● **Your goal**
Print the data exactly, leaving nothing out.

Collected data
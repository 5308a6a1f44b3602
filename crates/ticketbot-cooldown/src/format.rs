//! Rendering of remaining cooldown time.

use crate::error::{CooldownError, Result};
use std::fmt;
use std::str::FromStr;
use std::sync::Arc;
use ticketbot_common::relative_timestamp;
use ticketbot_i18n::{Locale, Messages, TimeUnit};

/// Rendering requested from [`CooldownRegistry::left`](crate::CooldownRegistry::left)
#[derive(Debug, Clone, Copy, PartialEq, Eq, Default)]
pub enum LeftFormat {
    /// Discord relative timestamp markup, `<t:1700000011:R>`
    Timestamp,
    /// Zero-padded clock, `01:02:03`
    Digital,
    /// Localized prose, `5 seconds`
    #[default]
    Text,
}

impl LeftFormat {
    /// Lowercase name
    pub const fn as_str(self) -> &'static str {
        match self {
            Self::Timestamp => "timestamp",
            Self::Digital => "digital",
            Self::Text => "text",
        }
    }
}

impl fmt::Display for LeftFormat {
    fn fmt(&self, f: &mut fmt::Formatter<'_>) -> fmt::Result {
        f.write_str(self.as_str())
    }
}

impl FromStr for LeftFormat {
    type Err = CooldownError;

    fn from_str(s: &str) -> Result<Self> {
        match s {
            "timestamp" => Ok(Self::Timestamp),
            "digital" => Ok(Self::Digital),
            "text" => Ok(Self::Text),
            other => Err(CooldownError::Validation {
                function: "left(key, format)",
                param: "format",
                received: format!("{other:?}"),
                expected: "'timestamp' | 'digital' | 'text'".to_string(),
            }),
        }
    }
}

/// Digital rendering of a cooldown that is not running.
pub const AVAILABLE_DIGITAL: &str = "00:00 <";

const SECOND_MS: i64 = 1_000;
const MINUTE_MS: i64 = 60 * SECOND_MS;
const HOUR_MS: i64 = 60 * MINUTE_MS;
const DAY_MS: i64 = 24 * HOUR_MS;
const YEAR_MS: i64 = 365 * DAY_MS;

/// `MM:SS` below an hour, then `HH:MM:SS`, `DD:HH:MM:SS` and `YY:DD:HH:MM:SS`.
pub fn digital(remaining_ms: i64) -> String {
    let seconds = (remaining_ms / SECOND_MS) % 60;
    let minutes = (remaining_ms / MINUTE_MS) % 60;
    let hours = (remaining_ms / HOUR_MS) % 24;
    let days = (remaining_ms / DAY_MS) % 365;
    let years = remaining_ms / YEAR_MS;

    if remaining_ms < HOUR_MS {
        format!("{minutes:02}:{seconds:02}")
    } else if remaining_ms < DAY_MS {
        format!("{hours:02}:{minutes:02}:{seconds:02}")
    } else if remaining_ms < YEAR_MS {
        format!("{days:02}:{hours:02}:{minutes:02}:{seconds:02}")
    } else {
        format!("{years:02}:{days:02}:{hours:02}:{minutes:02}:{seconds:02}")
    }
}

/// Renders remaining time in one locale.
#[derive(Debug, Clone)]
pub struct RemainingFormatter {
    messages: Arc<Messages>,
    locale: Locale,
}

impl RemainingFormatter {
    /// Formatter for `locale`
    pub const fn new(messages: Arc<Messages>, locale: Locale) -> Self {
        Self { messages, locale }
    }

    /// Locale used for text renderings
    pub const fn locale(&self) -> Locale {
        self.locale
    }

    /// Render a cooldown expiring at `expires_at_ms`, or the "available"
    /// rendering when it is absent or not in the future.
    pub fn render(&self, format: LeftFormat, expires_at_ms: Option<i64>, now_ms: i64) -> Result<String> {
        let Some(expires_at_ms) = expires_at_ms.filter(|&expiry| expiry > now_ms) else {
            return self.available(format, now_ms);
        };

        match format {
            LeftFormat::Timestamp => Ok(relative_timestamp(expires_at_ms / 1000)),
            LeftFormat::Digital => Ok(digital(expires_at_ms - now_ms)),
            LeftFormat::Text => self.text((expires_at_ms - now_ms) / 1000, now_ms),
        }
    }

    fn text(&self, remaining_secs: i64, now_ms: i64) -> Result<String> {
        let unit = TimeUnit::largest_fitting(remaining_secs);
        let count = remaining_secs / unit.seconds();
        if count <= 0 {
            return self.available(LeftFormat::Text, now_ms);
        }
        Ok(self.messages.time_unit(self.locale, unit, count)?)
    }

    fn available(&self, format: LeftFormat, now_ms: i64) -> Result<String> {
        match format {
            LeftFormat::Timestamp => Ok(relative_timestamp(now_ms / 1000)),
            LeftFormat::Digital => Ok(AVAILABLE_DIGITAL.to_string()),
            LeftFormat::Text => Ok(self
                .messages
                .format(self.locale, "cooldown-available", None)?),
        }
    }
}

● **Output for this exercise**
repository 5308a6a1f44b3602
filename crates/ticketbot-cooldown/src/format.rs
//! Rendering of remaining cooldown time.

use crate::error::{CooldownError, Result};
use std::fmt;
use std::str::FromStr;
use std::sync::Arc;
use ticketbot_common::relative_timestamp;
use ticketbot_i18n::{Locale, Messages, TimeUnit};

/// Rendering requested from [`CooldownRegistry::left`](crate::CooldownRegistry::left)
#[derive(Debug, Clone, Copy, PartialEq, Eq, Default)]
pub enum LeftFormat {
    /// Discord relative timestamp markup, `<t:1700000011:R>`
    Timestamp,
    /// Zero-padded clock, `01:02:03`
    Digital,
    /// Localized prose, `5 seconds`
    #[default]
    Text,
}

impl LeftFormat {
    /// Lowercase name
    pub const fn as_str(self) -> &'static str {
        match self {
            Self::Timestamp => "timestamp",
            Self::Digital => "digital",
            Self::Text => "text",
        }
    }
}

impl fmt::Display for LeftFormat {
    fn fmt(&self, f: &mut fmt::Formatter<'_>) -> fmt::Result {
        f.write_str(self.as_str())
    }
}

impl FromStr for LeftFormat {
    type Err = CooldownError;

    fn from_str(s: &str) -> Result<Self> {
        match s {
            "timestamp" => Ok(Self::Timestamp),
            "digital" => Ok(Self::Digital),
            "text" => Ok(Self::Text),
            other => Err(CooldownError::Validation {
                function: "left(key, format)",
                param: "format",
                received: format!("{other:?}"),
                expected: "'timestamp' | 'digital' | 'text'".to_string(),
            }),
        }
    }
}

/// Digital rendering of a cooldown that is not running.
pub const AVAILABLE_DIGITAL: &str = "00:00 <";

const SECOND_MS: i64 = 1_000;
const MINUTE_MS: i64 = 60 * SECOND_MS;
const HOUR_MS: i64 = 60 * MINUTE_MS;
const DAY_MS: i64 = 24 * HOUR_MS;
const YEAR_MS: i64 = 365 * DAY_MS;

/// `MM:SS` below an hour, then `HH:MM:SS`, `DD:HH:MM:SS` and `YY:DD:HH:MM:SS`.
pub fn digital(remaining_ms: i64) -> String {
    let seconds = (remaining_ms / SECOND_MS) % 60;
    let minutes = (remaining_ms / MINUTE_MS) % 60;
    let hours = (remaining_ms / HOUR_MS) % 24;
    let days = (remaining_ms / DAY_MS) % 365;
    let years = remaining_ms / YEAR_MS;

    if remaining_ms < HOUR_MS {
        format!("{minutes:02}:{seconds:02}")
    } else if remaining_ms < DAY_MS {
        format!("{hours:02}:{minutes:02}:{seconds:02}")
    } else if remaining_ms < YEAR_MS {
        format!("{days:02}:{hours:02}:{minutes:02}:{seconds:02}")
    } else {
        format!("{years:02}:{days:02}:{hours:02}:{minutes:02}:{seconds:02}")
    }
}

/// Renders remaining time in one locale.
#[derive(Debug, Clone)]
pub struct RemainingFormatter {
    messages: Arc<Messages>,
    locale: Locale,
}

impl RemainingFormatter {
    /// Formatter for `locale`
    pub const fn new(messages: Arc<Messages>, locale: Locale) -> Self {
        Self { messages, locale }
    }

    /// Locale used for text renderings
    pub const fn locale(&self) -> Locale {
        self.locale
    }

    /// Render a cooldown expiring at `expires_at_ms`, or the "available"
    /// rendering when it is absent or not in the future.
    pub fn render(&self, format: LeftFormat, expires_at_ms: Option<i64>, now_ms: i64) -> Result<String> {
        let Some(expires_at_ms) = expires_at_ms.filter(|&expiry| expiry > now_ms) else {
            return self.available(format, now_ms);
        };

        match format {
            LeftFormat::Timestamp => Ok(relative_timestamp(expires_at_ms / 1000)),
            LeftFormat::Digital => Ok(digital(expires_at_ms - now_ms)),
            LeftFormat::Text => self.text((expires_at_ms - now_ms) / 1000, now_ms),
        }
    }

    fn text(&self, remaining_secs: i64, now_ms: i64) -> Result<String> {
        let unit = TimeUnit::largest_fitting(remaining_secs);
        let count = remaining_secs / unit.seconds();
        if count <= 0 {
            return self.available(LeftFormat::Text, now_ms);
        }
        Ok(self.messages.time_unit(self.locale, unit, count)?)
    }

    fn available(&self, format: LeftFormat, now_ms: i64) -> Result<String> {
        match format {
            LeftFormat::Timestamp => Ok(relative_timestamp(now_ms / 1000)),
            LeftFormat::Digital => Ok(AVAILABLE_DIGITAL.to_string()),
            LeftFormat::Text => Ok(self
                .messages
                .format(self.locale, "cooldown-available", None)?),
        }
    }
}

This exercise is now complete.